#!/bin/sh -ef
#
# Copyright (C) 2003-2008  Dmitry V. Levin <ldv@altlinux.org>
# Copyright (C) 2007,2009  Alexey Tourbin <at@altlinux.org>
# 
# Contents index routines for hsh-initroot
#
# This file is free software; you can redistribute it and/or modify
# it under the terms of the GNU General Public License as published by
# the Free Software Foundation; either version 2 of the License, or
# (at your option) any later version.
# 
# This program is distributed in the hope that it will be useful,
# but WITHOUT ANY WARRANTY; without even the implied warranty of
# MERCHANTABILITY or FITNESS FOR A PARTICULAR PURPOSE. See the
# GNU General Public License for more details.
# 
# You should have received a copy of the GNU General Public License
# along with this program; if not, write to the Free Software
# Foundation, Inc., 51 Franklin St, Fifth Floor, Boston, MA 02110-1301, USA.
#

# Contents index maps filenames into package names.  Currently, we use is it
# to make dependencies on executable commands (such as found in shell scripts).
#
# Contents index is created as follows.
#
# 1) The list of sources.list components, called parts_list, is initialized.
# Currently, two types of sources.list components are supported: traditional
# pkglist-based repositories and newer rpm-dir local repositories.
#
# 2) For each sources.list component, its contents part is created: pkglist
# files are processed with pkglist-query, and rpm-dir local repositories are
# scanned with rpmquery.
#
# 3) Contents parts are merged into a single file called contents_index_bin.
# During the merge, duplicate filename entries (which map to different package
# names) are folded into a single entry, to produce raw file-level dependencies.
#
# A number of optimizations are performed to avoid extra work.
# The following flag indicates if the final merge is required.
regen_contents=

# Create tmpdir/parts_list.
init_contents_state()
{
	"$aptbox"/apt-cache -q --no-generate -o APT::Cache::DumpPackages=false dump |
		# File ending with "/" is rpm-dir; it is represented by its full path.
		# Otherwise, it might be pkglist, for which we use pkglist basename.
		LC_ALL=C sed -n '/^File: \//{s/^File: //;/\/$/p;s/.*\///;/_pkglist/p}' |
		LC_ALL=C sort -u >"$tmpdir"/parts_list

	[ -s "$tmpdir"/parts_list ] || fatal 'Failed to initialize contents state.'

	# If parts_list has changed, contents index should be re-merged.
	[ -n "$regen_contents" ] || cmp -s {"$contents_dir","$tmpdir"}/parts_list || regen_contents=1

	verbose 'Initialized contents state.'
}

# Directories and their order.
contents_index_bin_dirs=/bin:/sbin:/usr/bin:/usr/sbin:/usr/X11R6/bin:/usr/games:/usr/lib/kde4/bin:/usr/lib/kde4bin

# Create and install contents part.
create_contents_part()
{
	local part="$1"; shift
	local tab; tab=$(printf '\t')

	# Some files, such as alternatives, are not packaged explicitly,
	# but instead are provided via Provides.  They are handled specially.

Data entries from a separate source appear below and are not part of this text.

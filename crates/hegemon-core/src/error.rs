//! Error types for tick orchestration and observers.

use hegemon_systems::SystemError;

/// A tick that could not be committed.
///
/// The working graph of the failed tick is dropped; the caller still holds
/// the snapshot it passed in.
#[derive(Debug, thiserror::Error)]
pub enum EngineError {
    /// A system returned an error while advancing the tick.
    #[error("system {system} failed at tick {tick}: {source}")]
    System {
        /// Name of the failing system.
        system: &'static str,
        /// Tick being advanced.
        tick: u64,
        /// The underlying system error.
        source: SystemError,
    },
}

/// Failure reported by a [`SimulationObserver`](crate::SimulationObserver).
///
/// The facade logs these and carries on; they never abort a tick.
#[derive(Debug, thiserror::Error)]
pub enum ObserverError {
    /// The observer was already borrowed elsewhere when notified.
    #[error("observer {observer} is busy")]
    Busy {
        /// Name of the observer.
        observer: String,
    },

    /// Serializing an observer payload failed.
    #[error("observer payload serialization failed: {source}")]
    Json {
        /// The underlying JSON error.
        #[from]
        source: serde_json::Error,
    },

    /// Any other observer-specific failure.
    #[error("observer {observer} failed: {message}")]
    Failed {
        /// Name of the observer.
        observer: String,
        /// What went wrong.
        message: String,
    },
}
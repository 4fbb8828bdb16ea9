//! Publish/subscribe channel between systems and reactive listeners.
//!
//! Systems [`publish`](EventBus::publish) typed events while a tick runs. Each
//! event is recorded in publication order and dispatched immediately to the
//! handlers subscribed to its [`EventKind`], then to wildcard handlers. A
//! failing or panicking handler is logged and skipped: it never interrupts
//! the publishing system or the handlers after it.
//!
//! The engine [`drain`](EventBus::drain)s the recorded events at the end of
//! the tick and appends them to the snapshot's event history.

use std::collections::BTreeMap;
use std::panic::{AssertUnwindSafe, catch_unwind};

use hegemon_types::{EventKind, SimulationEvent};

/// A subscriber callback.
pub type EventHandler = Box<dyn FnMut(&SimulationEvent) -> anyhow::Result<()>>;

/// Ordered event buffer with isolated subscriber dispatch.
#[derive(Default)]
pub struct EventBus {
    /// Events published since the last drain, in publication order.
    pending: Vec<SimulationEvent>,
    /// Handlers keyed by the event kind they listen to.
    subscribers: BTreeMap<EventKind, Vec<EventHandler>>,
    /// Handlers that receive every event.
    wildcard: Vec<EventHandler>,
}

impl core::fmt::Debug for EventBus {
    fn fmt(&self, f: &mut core::fmt::Formatter<'_>) -> core::fmt::Result {
        f.debug_struct("EventBus")
            .field("pending", &self.pending.len())
            .field("subscribers", &self.subscriber_count())
            .finish()
    }
}

impl EventBus {
    /// Create an empty bus with no subscribers.
    pub fn new() -> Self {
        Self::default()
    }

    /// Register a handler for one kind of event.
    pub fn subscribe<F>(&mut self, kind: EventKind, handler: F)
    where
        F: FnMut(&SimulationEvent) -> anyhow::Result<()> + 'static,
    {
        self.subscribers
            .entry(kind)
            .or_default()
            .push(Box::new(handler));
    }

    /// Register a handler for every event.
    pub fn subscribe_all<F>(&mut self, handler: F)
    where
        F: FnMut(&SimulationEvent) -> anyhow::Result<()> + 'static,
    {
        self.wildcard.push(Box::new(handler));
    }

    /// Total number of registered handlers.
    pub fn subscriber_count(&self) -> usize {
        let keyed: usize = self.subscribers.values().map(Vec::len).sum();
        keyed.saturating_add(self.wildcard.len())
    }

    /// Record an event and dispatch it to its subscribers.
    pub fn publish(&mut self, event: SimulationEvent) {
        let kind = event.kind();
        if let Some(handlers) = self.subscribers.get_mut(&kind) {
            for handler in handlers.iter_mut() {
                dispatch(handler, &event);
            }
        }
        for handler in &mut self.wildcard {
            dispatch(handler, &event);
        }
        self.pending.push(event);
    }

    /// Events published since the last drain.
    pub fn pending(&self) -> &[SimulationEvent] {
        &self.pending
    }

    /// Take every pending event, leaving the buffer empty.
    pub fn drain(&mut self) -> Vec<SimulationEvent> {
        std::mem::take(&mut self.pending)
    }
}

/// Invoke one handler, logging instead of propagating any failure.
fn dispatch(handler: &mut EventHandler, event: &SimulationEvent) {
    match catch_unwind(AssertUnwindSafe(|| handler(event))) {
        Ok(Ok(())) => {}
        Ok(Err(err)) => {
            tracing::warn!(
                event_kind = ?event.kind(),
                tick = event.tick(),
                error = %err,
                "event handler failed"
            );
        }
        Err(_) => {
            tracing::warn!(
                event_kind = ?event.kind(),
                tick = event.tick(),
                "event handler panicked"
            );
        }
    }
}

#[cfg(test)]
mod tests {
    use std::cell::RefCell;
    use std::rc::Rc;

    use hegemon_types::NodeId;

    use super::*;

    fn death(tick: u64) -> SimulationEvent {
        SimulationEvent::EntityDeath {
            tick,
            entity_id: NodeId::from("C001"),
            wealth: 0.0,
            consumption_needs: 1.0,
        }
    }

    fn eviction(tick: u64) -> SimulationEvent {
        SimulationEvent::Eviction {
            tick,
            territory_id: NodeId::from("T001"),
            heat: 0.9,
        }
    }

    #[test]
    fn drain_returns_events_in_publication_order() {
        let mut bus = EventBus::new();
        bus.publish(death(1));
        bus.publish(eviction(1));
        let drained = bus.drain();
        let kinds: Vec<EventKind> = drained.iter().map(SimulationEvent::kind).collect();
        assert_eq!(kinds, vec![EventKind::EntityDeath, EventKind::Eviction]);
        assert!(bus.pending().is_empty());
    }

    #[test]
    fn subscribers_only_see_their_kind() {
        let seen = Rc::new(RefCell::new(Vec::new()));
        let sink = Rc::clone(&seen);
        let mut bus = EventBus::new();
        bus.subscribe(EventKind::Eviction, move |event| {
            sink.borrow_mut().push(event.tick());
            Ok(())
        });
        bus.publish(death(1));
        bus.publish(eviction(2));
        assert_eq!(*seen.borrow(), vec![2]);
    }

    #[test]
    fn failing_and_panicking_handlers_are_isolated() {
        let count = Rc::new(RefCell::new(0_u32));
        let counter = Rc::clone(&count);
        let mut bus = EventBus::new();
        bus.subscribe(EventKind::EntityDeath, |_| anyhow::bail!("listener offline"));
        #[allow(clippy::panic)]
        bus.subscribe(EventKind::EntityDeath, |_| panic!("listener crashed"));
        bus.subscribe_all(move |_| {
            *counter.borrow_mut() += 1;
            Ok(())
        });
        bus.publish(death(3));
        assert_eq!(*count.borrow(), 1);
        assert_eq!(bus.pending().len(), 1);
        assert_eq!(bus.subscriber_count(), 3);
    }
}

	# Since pkglist files do not provide SHA1HEADER, we use NVRA to identify a package.
	local NVRA='%{NAME}-%{VERSION}-%{RELEASE}.%{ARCH}'
	# Packaged files are usually mapped to package names.
	local Q1="[%{FILENAMES}\t%{NAME}\t$NVRA\n]"
	# Alternatives-like virtual paths should map to themselves.
	local Q2="[%{PROVIDENAME}\t%{PROVIDENAME}\t$NVRA\n]"

	# Prepare egrep regular expression.
	# We use egrep because it seems to be the fastest tool.
	# And our special "leading slash" trick makes it even faster.
	local dirs_or; dirs_or=$(printf %s "$contents_index_bin_dirs" |sed 's@^/@@;s@:/@|@g')
	local RE="^/($dirs_or)/[^/]+$tab"

	local ref dir=
	if [ -n "${part##*/*}" ]; then
		ref=$pkglists_dir/$part
	else
		dir=$part
		ref=$part
		part=$(printf %s "$part" |tr / _)
	fi

	if [ -n "$dir" ]; then
		# subshell
		cd "$dir"
		find . -mindepth 1 -maxdepth 1 -name '*.rpm' -exec \
			rpmquery --qf "$Q1$Q2" -p -- '{}' '+'
	else
		pkglist-query "$Q1$Q2" "$ref"
	fi |
		LC_ALL=C egrep "$RE" >"$tmpdir"/part || [ $? -eq 1 ]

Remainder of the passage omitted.